Sitting in the orthodontist’s chair talking books this morning (I’m lucky that my orth is a big reader), and talk turned to Mark Kurlansky, author of Cod, a little book that ended up having significant staying power and influencing an entire generation of quirky, narrow-subject books.

Back home today, on a summer afternoon that is proudly announcing that fishing and gardening and grilling are all right around the corner, I browse my bookshelves for other natural history classics and favorites, about everything from tidepools to butterflies. And it occurs to me: Do we really not have a single well-read work of creative nonfiction about Alaska salmon?

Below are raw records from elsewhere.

use std::{
    fmt,
    fs::File,
    io::{self, BufWriter, Write},
};

use rayon::prelude::*;

use crate::{
    Error, PathReport, PointGroup, Result, SearchParams, StopReason, optimize_order,
    options::SolverOptions,
};

#[derive(Clone, Debug, PartialEq)]
pub enum GroupOutcome {
    Solved {
        order: Vec<usize>,
        report: PathReport,
        stop: StopReason,
        construction_complete: bool,
    },
    /// The group failed on its own; the message says why.
    NoSolution(String),
}

#[derive(Clone, Debug, PartialEq)]
pub struct GroupReport {
    pub name: String,
    pub outcome: GroupOutcome,
}

impl GroupReport {
    pub fn is_solved(&self) -> bool {
        matches!(self.outcome, GroupOutcome::Solved { .. })
    }

    pub fn order(&self) -> Option<&[usize]> {
        match &self.outcome {
            GroupOutcome::Solved { order, .. } => Some(order),
            GroupOutcome::NoSolution(_) => None,
        }
    }
}

impl fmt::Display for GroupReport {
    fn fmt(&self, f: &mut fmt::Formatter<'_>) -> fmt::Result {
        writeln!(f, "{}:", self.name)?;
        match &self.outcome {
            GroupOutcome::Solved {
                order,
                report,
                construction_complete,
                ..
            } => {
                write!(f, "  order=")?;
                for (i, idx) in order.iter().enumerate() {
                    if i > 0 {
                        f.write_str(" ")?;
                    }
                    write!(f, "{idx}")?;
                }
                writeln!(f)?;
                writeln!(f, "  unoptimized_distance={:.2}", report.unoptimized_distance)?;
                writeln!(f, "  optimized_distance={:.2}", report.optimized_distance)?;
                match report.speedup() {
                    Some(s) => writeln!(f, "  speedup={s:.2}x")?,
                    None => writeln!(f, "  speedup=n/a")?,
                }
                if !construction_complete {
                    writeln!(f, "  suboptimal=construction-incomplete")?;
                }
                Ok(())
            }
            GroupOutcome::NoSolution(_) => writeln!(f, "  no solution"),
        }
    }
}

/// Optimizes every group in parallel. Reports come back in input order.
///
/// A failing group becomes [`GroupOutcome::NoSolution`] and never aborts the
/// others. Only invalid options or a thread pool failure return `Err`.
#[path_opt_derive::timer()]
pub fn solve_groups(groups: &[PointGroup], options: &SolverOptions) -> Result<Vec<GroupReport>> {
    options.validate()?;
    let params = SearchParams::from(options);

    let pool = rayon::ThreadPoolBuilder::new()
        .num_threads(options.threads)
        .build()
        .map_err(|e| Error::other(format!("rayon pool: {e}")))?;

    log::info!(
        "runner: start groups={} threads={} time_limit_s={:.1}",
        groups.len(),
        pool.current_num_threads(),
        options.time_limit
    );

    let reports: Vec<GroupReport> =
        pool.install(|| groups.par_iter().map(|g| solve_group(g, &params)).collect());

    let failed = reports.iter().filter(|r| !r.is_solved()).count();
    log::info!("runner: complete groups={} failed={failed}", reports.len());
    Ok(reports)
}

fn solve_group(group: &PointGroup, params: &SearchParams) -> GroupReport {
    log::debug!("runner.group: start name={} n={}", group.name, group.len());

    let outcome = match optimize_order(&group.points, params) {
        Ok(outcome) => {
            let report = PathReport::measure(&group.points, &outcome.order);
            log::info!(
                "runner.group: done name={} n={} {report} stop={} passes={}",
                group.name,
                group.len(),
                outcome.stop,
                outcome.passes
            );
            GroupOutcome::Solved {
                order: outcome.order,
                report,
                stop: outcome.stop,
                construction_complete: outcome.construction_complete,
            }
        }
        Err(e) => {
            log::warn!("runner.group: no solution name={} err={e}", group.name);
            GroupOutcome::NoSolution(e.to_string())
        }
    };

    GroupReport {
        name: group.name.clone(),
        outcome,
    }
}

/// Writes reports to `--output`, or stdout when unset.
pub fn write_reports(reports: &[GroupReport], options: &SolverOptions) -> Result<()> {
    match options.output_path() {
        Some(path) => {
            let file = File::create(path).map_err(|e| {
                Error::other(format!(
                    "failed to create output file {}: {e}",
                    path.display()
                ))
            })?;
            write_to(BufWriter::new(file), reports)
        }
        None => write_to(io::stdout().lock(), reports),
    }
}

fn write_to<W: Write>(mut out: W, reports: &[GroupReport]) -> Result<()> {
    for report in reports {
        write!(out, "{report}")?;
    }
    out.flush()?;
    Ok(())
}
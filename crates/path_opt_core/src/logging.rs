use std::{fs::File, io::Write};

use env_logger::{Builder, Target, fmt::Formatter};
use log::Level;

use crate::options::{LogFormat, SolverOptions};
use crate::{Error, Result};

/// Installs the global logger described by `options`.
///
/// Fails if a logger is already installed or the log file cannot be created.
pub fn init_logger(options: &SolverOptions) -> Result<()> {
    let mut builder = build_logger(options);

    if let Some(log_path) = options.log_output_path() {
        let log_file = File::create(log_path).map_err(|e| {
            Error::other(format!(
                "failed to create log output file {}: {e}",
                log_path.display()
            ))
        })?;
        builder.target(Target::Pipe(Box::new(log_file)));
    } else {
        builder.target(Target::Stderr);
    }

    builder
        .try_init()
        .map_err(|e| Error::other(format!("logger init failed: {e}")))
}

fn build_logger(options: &SolverOptions) -> Builder {
    let log_format = options.log_format;
    let log_timestamp = options.log_timestamp;

    let mut builder = Builder::new();
    builder
        .filter_level(options.log_level.to_filter())
        .write_style(env_logger::WriteStyle::Never)
        .format(move |buf: &mut Formatter, record| {
            if log_timestamp {
                write!(buf, "{} ", buf.timestamp_millis())?;
            }

            match log_format {
                LogFormat::Compact => {
                    writeln!(buf, "{} {}", level_tag(record.level()), record.args())
                }
                LogFormat::Pretty => writeln!(
                    buf,
                    "{} [{}] {}",
                    level_tag(record.level()),
                    record.target(),
                    record.args()
                ),
            }
        });
    builder
}

fn level_tag(level: Level) -> &'static str {
    match level {
        Level::Error => "ERROR",
        Level::Warn => "WARN",
        Level::Info => "INFO",
        Level::Debug => "DEBUG",
        Level::Trace => "TRACE",
    }
}
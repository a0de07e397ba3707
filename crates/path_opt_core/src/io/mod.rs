pub mod input;
pub mod options;
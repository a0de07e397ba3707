use proc_macro::TokenStream;
use proc_macro2::Span;
use quote::quote;
use syn::{Data, DeriveInput, Fields, LitStr, parse_macro_input, spanned::Spanned};

use crate::utils;

pub fn derive_cli_value_inner(item: TokenStream) -> TokenStream {
    let input = parse_macro_input!(item as DeriveInput);
    let enum_ident = input.ident.clone();

    let Data::Enum(data_enum) = input.data else {
        return syn::Error::new(input.span(), "CliValue can only be derived for enums")
            .to_compile_error()
            .into();
    };

    let mut option_name = utils::to_kebab_case(&enum_ident.to_string());
    for attr in &input.attrs {
        if !attr.path().is_ident("cli_value") {
            continue;
        }
        let parse_result = attr.parse_nested_meta(|meta| {
            if meta.path.is_ident("option") {
                let lit: LitStr = meta.value()?.parse()?;
                option_name = lit.value();
                return Ok(());
            }
            Err(meta.error("unsupported cli_value attribute; expected option = \"...\""))
        });
        if let Err(err) = parse_result {
            return err.to_compile_error().into();
        }
    }

    let mut parse_arms = Vec::new();
    let mut display_arms = Vec::new();
    let mut expected_values = Vec::new();

    for variant in data_enum.variants {
        if !matches!(variant.fields, Fields::Unit) {
            return syn::Error::new(
                variant.span(),
                "CliValue only supports enums with unit variants",
            )
            .to_compile_error()
            .into();
        }

        let variant_ident = variant.ident;
        let mut canonical = utils::to_kebab_case(&variant_ident.to_string());
        let mut aliases: Vec<String> = Vec::new();

        for attr in variant.attrs {
            if !attr.path().is_ident("cli") {
                continue;
            }
            let parse_result = attr.parse_nested_meta(|meta| {
                if meta.path.is_ident("name") {
                    let lit: LitStr = meta.value()?.parse()?;
                    canonical = lit.value();
                    return Ok(());
                }
                if meta.path.is_ident("alias") {
                    let lit: LitStr = meta.value()?.parse()?;
                    aliases.push(lit.value());
                    return Ok(());
                }
                Err(meta.error("unsupported cli attribute; expected name/alias"))
            });
            if let Err(err) = parse_result {
                return err.to_compile_error().into();
            }
        }

        let canonical_lit = LitStr::new(&canonical, Span::call_site());
        let mut tokens = vec![canonical_lit.clone()];
        tokens.extend(aliases.iter().map(|v| LitStr::new(v, Span::call_site())));

        parse_arms.push(quote! {
            #(#tokens)|* => Ok(Self::#variant_ident),
        });
        display_arms.push(quote! {
            Self::#variant_ident => #canonical_lit,
        });
        expected_values.push(canonical_lit);
    }

    let expected_joined = expected_values
        .iter()
        .map(LitStr::value)
        .collect::<Vec<_>>()
        .join("|");
    let expected_lit = LitStr::new(&expected_joined, Span::call_site());
    let option_lit = LitStr::new(&option_name, Span::call_site());

    let expanded = quote! {
        impl #enum_ident {
            /// Canonical spellings accepted on the command line.
            pub const CLI_VALUES: &'static [&'static str] = &[#(#expected_values),*];

            pub fn parse(raw: &str) -> crate::Result<Self> {
                match raw.trim().to_ascii_lowercase().as_str() {
                    #(#parse_arms)*
                    _ => Err(crate::Error::invalid_input(format!(
                        "Invalid value for --{}: {} (expected {})",
                        #option_lit,
                        raw,
                        #expected_lit
                    ))),
                }
            }

            pub fn as_str(&self) -> &'static str {
                match self {
                    #(#display_arms)*
                }
            }
        }

        impl std::fmt::Display for #enum_ident {
            fn fmt(&self, f: &mut std::fmt::Formatter<'_>) -> std::fmt::Result {
                f.write_str(self.as_str())
            }
        }
    };

    TokenStream::from(expanded)
}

We do have Nancy Lord’s Fish Camp, which encompasses the life of the salmon fisher. We have the more recently published Salmon in the Trees, in a photo book format with essays (I haven’t read it but I plan to!), and many general works of natural history, as well as great salmon cookbooks, and wonderful examples of fishy art and popular science writing by the wonderful Ray Troll. And in the Lower 48, there have been some more general books about destroyed salmon populations. But has anyone told the Alaska salmon story in a concise and engaging manner?

If anyone has recommendations, it will be readers of this blog. I’m putting together a creative nonfiction summer reading list. Please let us all know here.